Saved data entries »
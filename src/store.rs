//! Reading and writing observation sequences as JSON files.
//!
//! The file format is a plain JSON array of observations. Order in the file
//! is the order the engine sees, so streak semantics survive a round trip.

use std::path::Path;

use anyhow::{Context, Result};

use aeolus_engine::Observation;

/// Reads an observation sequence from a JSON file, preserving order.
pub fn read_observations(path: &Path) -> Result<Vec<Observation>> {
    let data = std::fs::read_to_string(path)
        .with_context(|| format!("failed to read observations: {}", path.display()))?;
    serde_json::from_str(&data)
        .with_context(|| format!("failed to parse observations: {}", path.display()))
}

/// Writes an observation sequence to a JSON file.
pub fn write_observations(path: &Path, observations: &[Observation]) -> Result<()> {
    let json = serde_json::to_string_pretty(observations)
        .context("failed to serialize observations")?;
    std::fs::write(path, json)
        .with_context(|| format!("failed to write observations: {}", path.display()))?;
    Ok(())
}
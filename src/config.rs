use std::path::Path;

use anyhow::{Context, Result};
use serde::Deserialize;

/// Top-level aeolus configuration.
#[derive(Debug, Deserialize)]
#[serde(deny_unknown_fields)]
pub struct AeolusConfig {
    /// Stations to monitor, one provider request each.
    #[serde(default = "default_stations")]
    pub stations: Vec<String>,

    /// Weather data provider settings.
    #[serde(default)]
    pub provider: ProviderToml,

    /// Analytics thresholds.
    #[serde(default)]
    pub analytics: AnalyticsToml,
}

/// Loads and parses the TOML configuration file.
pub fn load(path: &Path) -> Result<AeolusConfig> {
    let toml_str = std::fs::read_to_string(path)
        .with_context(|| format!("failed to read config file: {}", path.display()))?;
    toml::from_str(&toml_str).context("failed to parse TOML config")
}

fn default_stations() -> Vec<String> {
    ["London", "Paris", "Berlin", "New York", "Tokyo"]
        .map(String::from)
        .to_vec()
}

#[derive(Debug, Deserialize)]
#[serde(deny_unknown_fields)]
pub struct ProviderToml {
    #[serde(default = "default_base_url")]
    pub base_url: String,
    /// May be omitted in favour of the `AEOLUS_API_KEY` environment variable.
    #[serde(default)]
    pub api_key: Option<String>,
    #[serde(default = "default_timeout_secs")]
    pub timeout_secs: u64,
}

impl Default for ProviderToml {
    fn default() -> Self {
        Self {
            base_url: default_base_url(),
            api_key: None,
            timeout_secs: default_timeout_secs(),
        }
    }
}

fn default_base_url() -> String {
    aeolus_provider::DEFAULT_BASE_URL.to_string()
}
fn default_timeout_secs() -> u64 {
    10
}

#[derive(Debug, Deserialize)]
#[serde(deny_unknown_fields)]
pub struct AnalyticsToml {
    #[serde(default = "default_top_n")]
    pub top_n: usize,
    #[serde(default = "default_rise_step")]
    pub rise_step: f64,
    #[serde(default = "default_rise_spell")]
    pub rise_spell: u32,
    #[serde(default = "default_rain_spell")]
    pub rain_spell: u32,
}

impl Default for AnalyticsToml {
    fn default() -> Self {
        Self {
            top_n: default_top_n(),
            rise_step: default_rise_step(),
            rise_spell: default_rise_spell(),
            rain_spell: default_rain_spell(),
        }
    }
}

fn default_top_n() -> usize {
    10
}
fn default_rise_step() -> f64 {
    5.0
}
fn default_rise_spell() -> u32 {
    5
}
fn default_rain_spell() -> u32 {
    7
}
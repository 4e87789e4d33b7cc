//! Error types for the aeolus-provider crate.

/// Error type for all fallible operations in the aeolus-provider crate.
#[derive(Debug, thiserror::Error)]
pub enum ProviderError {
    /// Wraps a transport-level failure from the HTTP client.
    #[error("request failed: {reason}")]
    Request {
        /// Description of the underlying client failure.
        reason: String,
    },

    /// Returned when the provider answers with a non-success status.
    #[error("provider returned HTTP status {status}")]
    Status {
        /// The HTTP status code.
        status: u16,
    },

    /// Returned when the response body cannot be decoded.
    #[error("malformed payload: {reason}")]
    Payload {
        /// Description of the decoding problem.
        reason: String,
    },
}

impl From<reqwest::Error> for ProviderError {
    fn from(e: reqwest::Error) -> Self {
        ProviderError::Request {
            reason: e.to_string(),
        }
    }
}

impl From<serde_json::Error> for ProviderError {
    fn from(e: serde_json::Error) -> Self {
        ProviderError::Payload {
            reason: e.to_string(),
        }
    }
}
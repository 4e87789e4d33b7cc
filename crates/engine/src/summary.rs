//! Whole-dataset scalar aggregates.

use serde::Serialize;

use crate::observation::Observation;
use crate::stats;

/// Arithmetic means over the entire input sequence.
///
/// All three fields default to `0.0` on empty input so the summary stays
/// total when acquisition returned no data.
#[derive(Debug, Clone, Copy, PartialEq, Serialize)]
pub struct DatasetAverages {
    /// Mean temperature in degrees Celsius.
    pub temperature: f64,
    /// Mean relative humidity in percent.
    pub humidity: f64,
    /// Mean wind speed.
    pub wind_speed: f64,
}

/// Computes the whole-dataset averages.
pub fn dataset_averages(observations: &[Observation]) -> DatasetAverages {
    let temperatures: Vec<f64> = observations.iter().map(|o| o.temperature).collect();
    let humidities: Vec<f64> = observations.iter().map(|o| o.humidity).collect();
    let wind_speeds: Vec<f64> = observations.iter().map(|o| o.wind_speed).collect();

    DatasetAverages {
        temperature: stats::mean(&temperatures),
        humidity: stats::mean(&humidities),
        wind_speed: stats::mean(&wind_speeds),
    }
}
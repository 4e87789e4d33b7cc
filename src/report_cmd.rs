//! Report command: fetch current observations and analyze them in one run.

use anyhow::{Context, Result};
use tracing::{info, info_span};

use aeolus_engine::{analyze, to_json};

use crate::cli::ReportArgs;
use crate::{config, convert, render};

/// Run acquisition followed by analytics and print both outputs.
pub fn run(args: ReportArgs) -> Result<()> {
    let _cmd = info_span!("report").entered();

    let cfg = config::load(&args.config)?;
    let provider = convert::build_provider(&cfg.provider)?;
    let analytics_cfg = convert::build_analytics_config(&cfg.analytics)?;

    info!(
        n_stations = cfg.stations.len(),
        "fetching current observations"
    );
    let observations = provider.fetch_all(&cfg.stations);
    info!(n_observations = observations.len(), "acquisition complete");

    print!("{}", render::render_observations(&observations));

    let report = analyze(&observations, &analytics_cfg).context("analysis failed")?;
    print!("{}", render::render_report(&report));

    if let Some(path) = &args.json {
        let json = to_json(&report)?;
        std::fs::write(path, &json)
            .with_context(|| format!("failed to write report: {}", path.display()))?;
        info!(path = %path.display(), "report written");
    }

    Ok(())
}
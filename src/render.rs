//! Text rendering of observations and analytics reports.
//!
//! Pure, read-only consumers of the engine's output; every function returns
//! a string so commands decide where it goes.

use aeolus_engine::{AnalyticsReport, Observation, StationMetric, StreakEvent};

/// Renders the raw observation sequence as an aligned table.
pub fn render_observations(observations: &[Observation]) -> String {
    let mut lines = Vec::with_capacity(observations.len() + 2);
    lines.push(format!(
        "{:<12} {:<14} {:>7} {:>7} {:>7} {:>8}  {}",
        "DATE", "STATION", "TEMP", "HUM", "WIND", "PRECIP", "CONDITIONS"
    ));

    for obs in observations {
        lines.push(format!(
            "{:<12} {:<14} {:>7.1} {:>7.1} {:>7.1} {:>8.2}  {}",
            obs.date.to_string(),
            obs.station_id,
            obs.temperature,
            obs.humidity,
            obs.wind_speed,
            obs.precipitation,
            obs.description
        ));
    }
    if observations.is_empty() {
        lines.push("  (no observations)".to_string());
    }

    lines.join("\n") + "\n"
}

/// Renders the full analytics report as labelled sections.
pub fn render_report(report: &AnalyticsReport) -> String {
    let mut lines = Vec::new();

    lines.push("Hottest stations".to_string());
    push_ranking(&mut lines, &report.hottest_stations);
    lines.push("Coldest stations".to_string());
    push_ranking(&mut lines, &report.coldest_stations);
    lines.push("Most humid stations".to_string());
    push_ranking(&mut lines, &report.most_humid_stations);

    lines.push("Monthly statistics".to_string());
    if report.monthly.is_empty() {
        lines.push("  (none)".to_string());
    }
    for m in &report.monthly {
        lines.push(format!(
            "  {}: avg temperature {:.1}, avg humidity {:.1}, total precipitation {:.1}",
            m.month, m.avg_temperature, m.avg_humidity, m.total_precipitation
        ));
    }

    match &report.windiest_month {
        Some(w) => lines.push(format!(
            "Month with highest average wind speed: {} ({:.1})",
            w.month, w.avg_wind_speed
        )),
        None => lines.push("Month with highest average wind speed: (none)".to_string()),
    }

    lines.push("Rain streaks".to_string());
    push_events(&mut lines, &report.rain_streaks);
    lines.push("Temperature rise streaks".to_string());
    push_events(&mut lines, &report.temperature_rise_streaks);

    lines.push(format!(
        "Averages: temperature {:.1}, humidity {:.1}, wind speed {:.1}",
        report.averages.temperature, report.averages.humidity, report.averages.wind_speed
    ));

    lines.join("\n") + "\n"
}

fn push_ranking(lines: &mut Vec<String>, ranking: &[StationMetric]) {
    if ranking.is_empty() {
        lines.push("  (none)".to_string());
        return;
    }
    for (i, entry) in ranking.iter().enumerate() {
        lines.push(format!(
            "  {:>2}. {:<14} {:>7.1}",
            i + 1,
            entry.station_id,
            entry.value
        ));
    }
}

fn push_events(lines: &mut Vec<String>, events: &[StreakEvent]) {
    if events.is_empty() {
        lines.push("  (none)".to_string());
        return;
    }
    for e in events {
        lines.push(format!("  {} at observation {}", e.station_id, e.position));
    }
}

ABOUT THIS TASK » Only lines of the data holding the word "ReportArgs" go in the answer. Please copy each of them.

TASK ANSWER »
use crate::cli::ReportArgs;
pub fn run(args: ReportArgs) -> Result<()> {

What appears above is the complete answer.